(THE DATA)

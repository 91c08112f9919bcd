use std::{
    sync::atomic::{AtomicU64, Ordering},
    time::{SystemTime, UNIX_EPOCH},
};

/// Injectable source of monotonic-ish wall-clock milliseconds.
///
/// The replacement policy (decay, time-gated promotion) only ever compares
/// two readings from the same clock, so callers may substitute a
/// deterministic counter in tests.
pub trait Clock: Send + Sync {
    fn now_millis(&self) -> u64;
}

/// Real wall-clock time, in milliseconds since the Unix epoch.
#[derive(Debug, Default)]
pub struct SystemClock;

impl Clock for SystemClock {
    fn now_millis(&self) -> u64 {
        SystemTime::now()
            .duration_since(UNIX_EPOCH)
            .unwrap_or_default()
            .as_millis() as u64
    }
}

/// A manually-advanced clock for deterministic tests.
#[derive(Debug, Default)]
pub struct TestClock(AtomicU64);

impl TestClock {
    pub fn new(start_millis: u64) -> Self {
        Self(AtomicU64::new(start_millis))
    }

    /// Advances the clock by `millis` and returns the new reading.
    pub fn advance(&self, millis: u64) -> u64 {
        self.0.fetch_add(millis, Ordering::Relaxed) + millis
    }

    pub fn set(&self, millis: u64) {
        self.0.store(millis, Ordering::Relaxed);
    }
}

impl Clock for TestClock {
    fn now_millis(&self) -> u64 {
        self.0.load(Ordering::Relaxed)
    }
}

(End THE DATA)

INSTRUCTIONS FOR THE TASK: Find the lines above with the word "SystemTime". Copy them out.

TASK RESULT:
    time::{SystemTime, UNIX_EPOCH},
        SystemTime::now()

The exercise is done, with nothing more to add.